-------- RECORDS FOR THIS TASK
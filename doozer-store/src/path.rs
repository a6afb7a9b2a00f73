//! Path validation and splitting. A path is `/` (the root) or a slash
//! separated sequence of non-empty components drawn from letters, digits,
//! `-`, and `.` — no spaces, no `=`, no empty components, no trailing
//! slash except the root itself.

use crate::error::StoreError;

fn is_valid_component(s: &str) -> bool {
    !s.is_empty()
        && s.chars()
            .all(|c| c.is_ascii_alphanumeric() || c == '-' || c == '.')
}

pub fn check_path(path: &str) -> Result<(), StoreError> {
    if !path.starts_with('/') {
        return Err(StoreError::BadPath(path.to_string()));
    }
    if path == "/" {
        return Ok(());
    }
    if path.ends_with('/') {
        return Err(StoreError::BadPath(path.to_string()));
    }
    for comp in path[1..].split('/') {
        if !is_valid_component(comp) {
            return Err(StoreError::BadPath(path.to_string()));
        }
    }
    Ok(())
}

/// Splits a validated path into its components. `split("/")` is empty.
pub fn split(path: &str) -> Vec<&str> {
    if path == "/" {
        Vec::new()
    } else {
        path[1..].split('/').collect()
    }
}

pub fn join(components: &[&str]) -> String {
    if components.is_empty() {
        "/".to_string()
    } else {
        format!("/{}", components.join("/"))
    }
}
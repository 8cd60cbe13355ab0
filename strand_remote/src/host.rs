use crate::RemoteError;

use std::{fmt, str::FromStr};

/// A remote server's name and port
#[derive(Clone, Debug, PartialEq, Eq, Hash, PartialOrd, Ord)]
pub struct HostPort {
    host: String,
    port: u16,
}

impl HostPort {
    /// Port used when none is given
    pub const DEFAULT_PORT: u16 = 8448;

    pub fn new(host: impl Into<String>, port: u16) -> Self {
        Self {
            host: host.into(),
            port,
        }
    }

    pub fn host(&self) -> &str {
        &self.host
    }

    pub fn port(&self) -> u16 {
        self.port
    }
}

impl FromStr for HostPort {
    type Err = RemoteError;

    fn from_str(s: &str) -> Result<Self, Self::Err> {
        let invalid = || RemoteError::InvalidHost(s.to_string());

        let (host, port) = if let Some(rest) = s.strip_prefix('[') {
            let (host, after) = rest.split_once(']').ok_or_else(invalid)?;
            match after.strip_prefix(':') {
                Some(port) => (host, Some(port)),
                None if after.is_empty() => (host, None),
                None => return Err(invalid()),
            }
        } else {
            match s.rsplit_once(':') {
                Some((host, port)) if !host.contains(':') => (host, Some(port)),
                Some(_) => return Err(invalid()),
                None => (s, None),
            }
        };

        if host.is_empty() || host.contains(char::is_whitespace) {
            return Err(invalid());
        }
        let port = match port {
            Some(port) => port.parse().map_err(|_| invalid())?,
            None => Self::DEFAULT_PORT,
        };

        Ok(Self::new(host, port))
    }
}

impl fmt::Display for HostPort {
    fn fmt(&self, f: &mut fmt::Formatter<'_>) -> fmt::Result {
        if self.host.contains(':') {
            write!(f, "[{}]:{}", self.host, self.port)
        } else {
            write!(f, "{}:{}", self.host, self.port)
        }
    }
}

#[cfg(test)]
mod tests {
    use super::*;

    #[test]
    fn parses_forms() {
        let hp: HostPort = "matrix.example.org:443".parse().unwrap();
        assert_eq!((hp.host(), hp.port()), ("matrix.example.org", 443));

        let hp: HostPort = "example.org".parse().unwrap();
        assert_eq!(hp.port(), HostPort::DEFAULT_PORT);

        let hp: HostPort = "[::1]:8008".parse().unwrap();
        assert_eq!(hp.host(), "::1");
        assert_eq!(hp.to_string(), "[::1]:8008");

        assert!("example.org:notaport".parse::<HostPort>().is_err());
        assert!(":80".parse::<HostPort>().is_err());
        assert!("::1".parse::<HostPort>().is_err());
    }
}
----------------
- **ACTION ITEM**
Only lines holding the word "StoreError" are wanted; copy each one from the listing.

- **RESULT OF THE EXERCISE**
use crate::error::StoreError;
pub fn check_path(path: &str) -> Result<(), StoreError> {
        return Err(StoreError::BadPath(path.to_string()));
        return Err(StoreError::BadPath(path.to_string()));
            return Err(StoreError::BadPath(path.to_string()));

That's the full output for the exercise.